Okay, what happened to my literal strings?

Bill Baxter dnewsgroup at billbaxter.com
Fri Sep 7 15:24:39 PDT 2007


Burton Radons wrote:
> 
> "Walter Bright" <newshound1 at digitalmars.com> wrote in message 
> news:fbq3d5$1j0j$1 at digitalmars.com...
>> 1) It opens the door to functional programming. This means that 
>> function calls can be automatically parallelized, which is going to 
>> become an increasingly big deal as people try to figure out how to use 
>> their multicore processors.
>>
>> Note that C++ const CANNOT do FP, and Java CANNOT do const.
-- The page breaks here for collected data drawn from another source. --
//! # kvstate domain
//!
//! Core types of the durable state store: snapshots and their storage
//! records, the type-erased state union, the coalescer lifecycle, the port
//! traits implemented by outer layers, and the error type.
//!
//! This crate performs no I/O.

/// Domain constants
pub mod constants;
/// Error handling types
pub mod error;
/// Port traits
pub mod ports;
/// Value objects
pub mod value_objects;

pub use error::{Error, Result};
pub use ports::{
    CoalescerStats, DurableStateStore, KeyValueBackend, SnapshotValidator, StateGateway,
    WriteCoalescer,
};
pub use value_objects::{
    AttributeValue, Item, Lifecycle, LifecycleState, Record, Snapshot, StateMessage, StateValue,
};
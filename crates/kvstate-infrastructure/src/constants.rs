//! Infrastructure layer constants
//!
//! Timing and capacity defaults of the coalescers live in
//! `kvstate_domain::constants`.

// ============================================================================
// CONFIGURATION CONSTANTS
// ============================================================================

/// Default configuration file name
pub const DEFAULT_CONFIG_FILENAME: &str = "kvstate.toml";

/// Environment variable prefix for configuration
pub const CONFIG_ENV_PREFIX: &str = "KVSTATE";

/// Separator between nested keys in environment variable names
pub const CONFIG_ENV_SEPARATOR: &str = "__";

// ============================================================================
// STORE CONSTANTS
// ============================================================================

/// Default backend table name
pub const DEFAULT_TABLE_NAME: &str = "states_store";

/// Default Redis connection URL
pub const DEFAULT_REDIS_URL: &str = "redis://127.0.0.1:6379";

// ============================================================================
// LOGGING CONSTANTS
// ============================================================================

/// Default log level
pub const DEFAULT_LOG_LEVEL: &str = "info";

/// Environment variable overriding the log filter
pub const LOG_FILTER_ENV: &str = "KVSTATE_LOG";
This will 
>> open up a huge advantage for D.
> 
> But you can't do any serious optimisations (like SIMD) unless if you 
> have the function body, in which case proving it's procedural (or where 
> the output is defined based on hermetic input) is relatively simple and 
> completely foolproof.
> 
> C-type languages have too much of a fetish for becoming undefined. If my 
> function is declared const or invariant, but it's not (which the 
> language rules allow), it's undefined and the worst kind of undefined - 
> the kind which works initially, and might even work with -O. But then 
> one day it doesn't because of new optimisations or because the file is 
> compiled in a different environment or even because the operating system 
> has been upgraded or the same code is executed on a different processor 
> or the code is moved into a different context or it or a dependency has 
> been slightly modified. This can cause major damage to older code and 
> forces dozens of discrete optimisation flags to try to get it to compile 
> properly with a little more speed.
> 
> If the language could not be put into an undefined state (but could be 
> put into an erroneous state which could be detected in debug 
> compilations) then you'd be free to implement any compliant optimisation 
> without worrying about how much code it breaks. "Aggressive 
> optimisation" wouldn't be a bad thing in that context.
> 
>> 2) People who work on large projects with several teams modifying the 
>> code tell me unequivocably that they need some sort of const to 
>> enforce modularity.
> 
> I don't think you believe it's adequate to do that. I'd expect that to 
> be a good situation for programmers using const incorrectly, because 
> they might need to cast const off code which they're not in control of, 
> particularly when the internal rule is "you should const anything you 
> don't modify" (which is an easy trap) instead of "you should const 
> anything you /shouldn't/ modify".
> 
>> 3) Const improves the self-documentation of interfaces.
> 
> In this context, const is being used to describe a contract with the 
> user. But contracts of this sort are impossible to reduce to a 
> combination of keywords and unenforcable in all contexts by the 
> compiler; there are too many subtleties. This belongs in the 
> documentation itself.
> 
> A good example is "char* strchr (const char*, char)" from C. That 
> implies that the return value is not a pointer to an index of the first 
> argument, but it is, it's just not declared that way because the 
> argument itself may not be const. So the signature misses the subtlety 
> of the true contract. If the user uses this signature as 
> self-documentation then they could easily make an error. If it were 
> instead "const char* strchr (const char*, char)" then the contract goes 
> beyond what is strictly required because it's so blunt, and interpreted 
> as self-documentation requires the user to make a copy before any 
> modifications of the return value (and makes it impossible to do certain 
> operations). If we decide that we don't want to lie then we can declare 
> it as "char* strchr (char*, char)", which implies that the function 
> modifies the string (because of the absence of const), when it never 
> does; interpreted as self-documentation you'd always call it with 
> mutable data. There's no happy medium: in any case the 
> self-documentation is wrong and harms the user.
> 
> This could be "fixed" through a complex set of attributes, in this case 
> something like "argument (a) strchr (const char*a, char)", so the 
> compiler could assume that if it calls it with a non-const argument then 
> it gets a non-const argument in return and vice versa, and the function 
> can be implemented without casting off const. But even keeping these 
> literate contracts to const there are many variations that would require 
> the user to learn a new language to interpret them when simple 
> human-interpreted language more than suffices.
> 

I think the actual "fix" in C++ would be just to define a version of 
strchr overloaded on const.  So you have both:

    const char* strchr(const char*, char);
and
    char* strchr(char*, char);

If you pass it a char* that can be modified, it'll give you back one 
that can be modified. Otherwise it won't.